**WORK INSTRUCTIONS**
Set down each entry from the block beneath, exactly as written.

**PROVIDED INFORMATION**
fn location(response: &reqwest::Response) -> String {
    response.headers()[LOCATION].to_str().unwrap().to_string()
}

/// Hits the login endpoint and returns the issued `state`.
async fn begin_login(app: &TestApp, client: &reqwest::Client) -> String {
    let response = client
        .get(format!("{}/auth/microsoft", app.address))
        .send()
        .await
        .expect("Failed to execute request");
    assert!(response.status().is_redirection());

    let target = url::Url::parse(&location(&response)).unwrap();
    assert_eq!(
        format!("{}{}", &target[..url::Position::BeforePath], target.path()),
        format!("{}/authorize", app.provider_address)
    );

    target
        .query_pairs()
        .find(|(key, _)| key == "state")
        .map(|(_, value)| value.into_owned())
        .expect("state missing from authorize URL")
}

async fn callback(
    app: &TestApp,
    client: &reqwest::Client,
    query: &[(&str, &str)],
) -> reqwest::Response {
    client
        .get(format!("{}/auth/microsoft/callback", app.address))
        .query(query)
        .send()
        .await
        .expect("Failed to execute request")
}

#[tokio::test]
async fn login_redirect_carries_flow_parameters() {
    let app = spawn_app(false).await;
    let client = browser();

    let response = client
        .get(format!("{}/auth/microsoft", app.address))
        .send()
        .await
        .unwrap();

    assert!(response.status().is_redirection());
    let set_cookie = response.headers()["set-cookie"].to_str().unwrap().to_string();
    assert!(set_cookie.starts_with("session_id="));
    assert!(set_cookie.contains("HttpOnly"));
    assert!(set_cookie.contains("SameSite=Lax"));

    let target = url::Url::parse(&location(&response)).unwrap();
    let pairs: std::collections::HashMap<_, _> = target.query_pairs().into_owned().collect();
    assert_eq!(pairs["client_id"], "test-client");
    assert_eq!(pairs["response_type"], "code");
    assert_eq!(pairs["scope"], "openid profile email User.Read offline_access");
    assert!(pairs["state"].len() >= 43);
}

#[tokio::test]
async fn full_login_flow_creates_user_and_session() {
    // Arrange
    let app = spawn_app(false).await;
    let client = browser();

    // Unauthenticated before login
    let response = client
        .get(format!("{}/api/user", app.address))
        .send()
        .await
        .unwrap();
    assert_eq!(response.status().as_u16(), 401);

    // Act
    let state = begin_login(&app, &client).await;
    let response = callback(&app, &client, &[("code", "good-code"), ("state", &state)]).await;

    // Assert
    assert!(response.status().is_redirection());
    assert_eq!(location(&response), "http://localhost:5173/user");
    assert_eq!(app.provider.token_calls.load(Ordering::SeqCst), 1);

    let user: Value = client
        .get(format!("{}/api/user", app.address))
        .send()
        .await
        .unwrap()
        .json()
        .await
        .unwrap();
    assert_eq!(user["email"], "ada@contoso.com");
    assert_eq!(user["username"], "Ada Lovelace");
    assert!(user["id"].as_i64().unwrap() > 0);

    // Second login resolves to the same account
    let state = begin_login(&app, &client).await;
    let response = callback(&app, &client, &[("code", "good-code"), ("state", &state)]).await;
    assert!(response.status().is_redirection());

    let users: i64 = sqlx::query_scalar("SELECT COUNT(*) FROM users")
        .fetch_one(&app.pool)
        .await
        .unwrap();
    assert_eq!(users, 1);
}
// src/utils/security.rs

use axum::{
    extract::Request,
    http::{HeaderName, HeaderValue},
    middleware::Next,
    response::Response,
};

const SECURITY_HEADERS: [(&str, &str); 7] = [
    ("x-dns-prefetch-control", "off"),
    ("x-frame-options", "DENY"),
    ("x-xss-protection", "1; mode=block"),
    ("x-content-type-options", "nosniff"),
    (
        "strict-transport-security",
        "max-age=63072000; includeSubDomains; preload",
    ),
    ("content-security-policy", "default-src 'self'"),
    ("referrer-policy", "no-referrer"),
];

/// Axum Middleware: static security headers on every response.
pub async fn security_headers(req: Request, next: Next) -> Response {
    let mut response = next.run(req).await;
    let headers = response.headers_mut();

    for (name, value) in SECURITY_HEADERS {
        headers.insert(
            HeaderName::from_static(name),
            HeaderValue::from_static(value),
        );
    }

    response
}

**SOLUTION TO THIS EXERCISE**
fn location(response: &reqwest::Response) -> String {
    response.headers()[LOCATION].to_str().unwrap().to_string()
}

/// Hits the login endpoint and returns the issued `state`.
async fn begin_login(app: &TestApp, client: &reqwest::Client) -> String {
    let response = client
        .get(format!("{}/auth/microsoft", app.address))
        .send()
        .await
        .expect("Failed to execute request");
    assert!(response.status().is_redirection());

    let target = url::Url::parse(&location(&response)).unwrap();
    assert_eq!(
        format!("{}{}", &target[..url::Position::BeforePath], target.path()),
        format!("{}/authorize", app.provider_address)
    );

    target
        .query_pairs()
        .find(|(key, _)| key == "state")
        .map(|(_, value)| value.into_owned())
        .expect("state missing from authorize URL")
}

async fn callback(
    app: &TestApp,
    client: &reqwest::Client,
    query: &[(&str, &str)],
) -> reqwest::Response {
    client
        .get(format!("{}/auth/microsoft/callback", app.address))
        .query(query)
        .send()
        .await
        .expect("Failed to execute request")
}

#[tokio::test]
async fn login_redirect_carries_flow_parameters() {
    let app = spawn_app(false).await;
    let client = browser();

    let response = client
        .get(format!("{}/auth/microsoft", app.address))
        .send()
        .await
        .unwrap();

    assert!(response.status().is_redirection());
    let set_cookie = response.headers()["set-cookie"].to_str().unwrap().to_string();
    assert!(set_cookie.starts_with("session_id="));
    assert!(set_cookie.contains("HttpOnly"));
    assert!(set_cookie.contains("SameSite=Lax"));

    let target = url::Url::parse(&location(&response)).unwrap();
    let pairs: std::collections::HashMap<_, _> = target.query_pairs().into_owned().collect();
    assert_eq!(pairs["client_id"], "test-client");
    assert_eq!(pairs["response_type"], "code");
    assert_eq!(pairs["scope"], "openid profile email User.Read offline_access");
    assert!(pairs["state"].len() >= 43);
}

#[tokio::test]
async fn full_login_flow_creates_user_and_session() {
    // Arrange
    let app = spawn_app(false).await;
    let client = browser();

    // Unauthenticated before login
    let response = client
        .get(format!("{}/api/user", app.address))
        .send()
        .await
        .unwrap();
    assert_eq!(response.status().as_u16(), 401);

    // Act
    let state = begin_login(&app, &client).await;
    let response = callback(&app, &client, &[("code", "good-code"), ("state", &state)]).await;

    // Assert
    assert!(response.status().is_redirection());
    assert_eq!(location(&response), "http://localhost:5173/user");
    assert_eq!(app.provider.token_calls.load(Ordering::SeqCst), 1);

    let user: Value = client
        .get(format!("{}/api/user", app.address))
        .send()
        .await
        .unwrap()
        .json()
        .await
        .unwrap();
    assert_eq!(user["email"], "ada@contoso.com");
    assert_eq!(user["username"], "Ada Lovelace");
    assert!(user["id"].as_i64().unwrap() > 0);

    // Second login resolves to the same account
    let state = begin_login(&app, &client).await;
    let response = callback(&app, &client, &[("code", "good-code"), ("state", &state)]).await;
    assert!(response.status().is_redirection());

    let users: i64 = sqlx::query_scalar("SELECT COUNT(*) FROM users")
        .fetch_one(&app.pool)
        .await
        .unwrap();
    assert_eq!(users, 1);
}
// src/utils/security.rs

use axum::{
    extract::Request,
    http::{HeaderName, HeaderValue},
    middleware::Next,
    response::Response,
};

const SECURITY_HEADERS: [(&str, &str); 7] = [
    ("x-dns-prefetch-control", "off"),
    ("x-frame-options", "DENY"),
    ("x-xss-protection", "1; mode=block"),
    ("x-content-type-options", "nosniff"),
    (
        "strict-transport-security",
        "max-age=63072000; includeSubDomains; preload",
    ),
    ("content-security-policy", "default-src 'self'"),
    ("referrer-policy", "no-referrer"),
];

/// Axum Middleware: static security headers on every response.
pub async fn security_headers(req: Request, next: Next) -> Response {
    let mut response = next.run(req).await;
    let headers = response.headers_mut();

    for (name, value) in SECURITY_HEADERS {
        headers.insert(
            HeaderName::from_static(name),
            HeaderValue::from_static(value),
        );
    }

    response
}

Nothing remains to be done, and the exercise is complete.